#### [Work to complete]
What's needed is a full, exact retyping of the records.

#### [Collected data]
//! # Trophy Watcher
//!
//! Bridges the change notifier to the trophy engine: attaching and every
//! published change trigger [`TrophyEngine::check_for_new_unlock`](crate::trophies::TrophyEngine::check_for_new_unlock),
//! and a newly unlocked trophy becomes the pending toast.
//!
//! Two guards keep checks from piling up:
//! - **checking**: a check already in flight swallows nested triggers.
//! - **toast showing**: while a toast is pending, triggers are ignored. Unlocks
//!   earned meanwhile are picked up by the first check after the toast is
//!   dismissed.

use std::cell::RefCell;
use std::rc::Rc;

use tracing::warn;

use crate::notifier::Subscription;
use crate::store::backend::StorageBackend;
use crate::store::garage_store::GarageStore;
use crate::trophies::TrophyDefinition;

#[derive(Debug, Default)]
struct WatchState {
    checking: bool,
    toast: Option<TrophyDefinition>,
}

pub struct TrophyWatcher<B: StorageBackend + 'static> {
    store: Rc<GarageStore<B>>,
    state: Rc<RefCell<WatchState>>,
    subscription: Option<Subscription>,
}

impl<B: StorageBackend + 'static> TrophyWatcher<B> {
    /// Subscribe to the store's notifier, then check once so trophies
    /// already earned by stored data are announced.
    pub fn attach(store: Rc<GarageStore<B>>) -> Self {
        let state = Rc::new(RefCell::new(WatchState::default()));

        // The listener holds the store weakly so the subscription does not
        // keep the store (and its notifier) alive.
        let weak_store = Rc::downgrade(&store);
        let listener_state = Rc::clone(&state);
        let subscription = store.notifier().subscribe(move || {
            if let Some(store) = weak_store.upgrade() {
                run_check(&store, &listener_state);
            }
        });

        run_check(&store, &state);

        Self {
            store,
            state,
            subscription: Some(subscription),
        }
    }

    /// Run a check now, subject to the same guards as a notification.
    pub fn check_now(&self) {
        run_check(&self.store, &self.state);
    }

    pub fn current_toast(&self) -> Option<TrophyDefinition> {
        self.state.borrow().toast.clone()
    }

    /// Clear the pending toast, returning it.
    pub fn dismiss_toast(&self) -> Option<TrophyDefinition> {
        self.state.borrow_mut().toast.take()
    }

    pub fn is_attached(&self) -> bool {
        self.subscription.is_some()
    }

    /// Stop reacting to notifications.
    pub fn detach(&mut self) {
        if let Some(subscription) = self.subscription.take() {
            subscription.unsubscribe();
        }
    }
}

impl<B: StorageBackend + 'static> Drop for TrophyWatcher<B> {
    fn drop(&mut self) {
        self.detach();
    }
}

fn run_check<B: StorageBackend>(store: &GarageStore<B>, state: &RefCell<WatchState>) {
    {
        let mut guard = state.borrow_mut();
        if guard.checking || guard.toast.is_some() {
            return;
        }
        guard.checking = true;
    }

    let outcome = store.trophies().check_for_new_unlock();

    let mut guard = state.borrow_mut();
    guard.checking = false;
    match outcome {
        Ok(Some(trophy)) => guard.toast = Some(trophy),
        Ok(None) => {}
        Err(e) => warn!(error = %e, "trophy check failed"),
    }
}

#### [Solution for this exercise]
//! # Trophy Watcher
//!
//! Bridges the change notifier to the trophy engine: attaching and every
//! published change trigger [`TrophyEngine::check_for_new_unlock`](crate::trophies::TrophyEngine::check_for_new_unlock),
//! and a newly unlocked trophy becomes the pending toast.
//!
//! Two guards keep checks from piling up:
//! - **checking**: a check already in flight swallows nested triggers.
//! - **toast showing**: while a toast is pending, triggers are ignored. Unlocks
//!   earned meanwhile are picked up by the first check after the toast is
//!   dismissed.

use std::cell::RefCell;
use std::rc::Rc;

use tracing::warn;

use crate::notifier::Subscription;
use crate::store::backend::StorageBackend;
use crate::store::garage_store::GarageStore;
use crate::trophies::TrophyDefinition;

#[derive(Debug, Default)]
struct WatchState {
    checking: bool,
    toast: Option<TrophyDefinition>,
}

pub struct TrophyWatcher<B: StorageBackend + 'static> {
    store: Rc<GarageStore<B>>,
    state: Rc<RefCell<WatchState>>,
    subscription: Option<Subscription>,
}

impl<B: StorageBackend + 'static> TrophyWatcher<B> {
    /// Subscribe to the store's notifier, then check once so trophies
    /// already earned by stored data are announced.
    pub fn attach(store: Rc<GarageStore<B>>) -> Self {
        let state = Rc::new(RefCell::new(WatchState::default()));

        // The listener holds the store weakly so the subscription does not
        // keep the store (and its notifier) alive.
        let weak_store = Rc::downgrade(&store);
        let listener_state = Rc::clone(&state);
        let subscription = store.notifier().subscribe(move || {
            if let Some(store) = weak_store.upgrade() {
                run_check(&store, &listener_state);
            }
        });

        run_check(&store, &state);

        Self {
            store,
            state,
            subscription: Some(subscription),
        }
    }

    /// Run a check now, subject to the same guards as a notification.
    pub fn check_now(&self) {
        run_check(&self.store, &self.state);
    }

    pub fn current_toast(&self) -> Option<TrophyDefinition> {
        self.state.borrow().toast.clone()
    }

    /// Clear the pending toast, returning it.
    pub fn dismiss_toast(&self) -> Option<TrophyDefinition> {
        self.state.borrow_mut().toast.take()
    }

    pub fn is_attached(&self) -> bool {
        self.subscription.is_some()
    }

    /// Stop reacting to notifications.
    pub fn detach(&mut self) {
        if let Some(subscription) = self.subscription.take() {
            subscription.unsubscribe();
        }
    }
}

impl<B: StorageBackend + 'static> Drop for TrophyWatcher<B> {
    fn drop(&mut self) {
        self.detach();
    }
}

fn run_check<B: StorageBackend>(store: &GarageStore<B>, state: &RefCell<WatchState>) {
    {
        let mut guard = state.borrow_mut();
        if guard.checking || guard.toast.is_some() {
            return;
        }
        guard.checking = true;
    }

    let outcome = store.trophies().check_for_new_unlock();

    let mut guard = state.borrow_mut();
    guard.checking = false;
    match outcome {
        Ok(Some(trophy)) => guard.toast = Some(trophy),
        Ok(None) => {}
        Err(e) => warn!(error = %e, "trophy check failed"),
    }
}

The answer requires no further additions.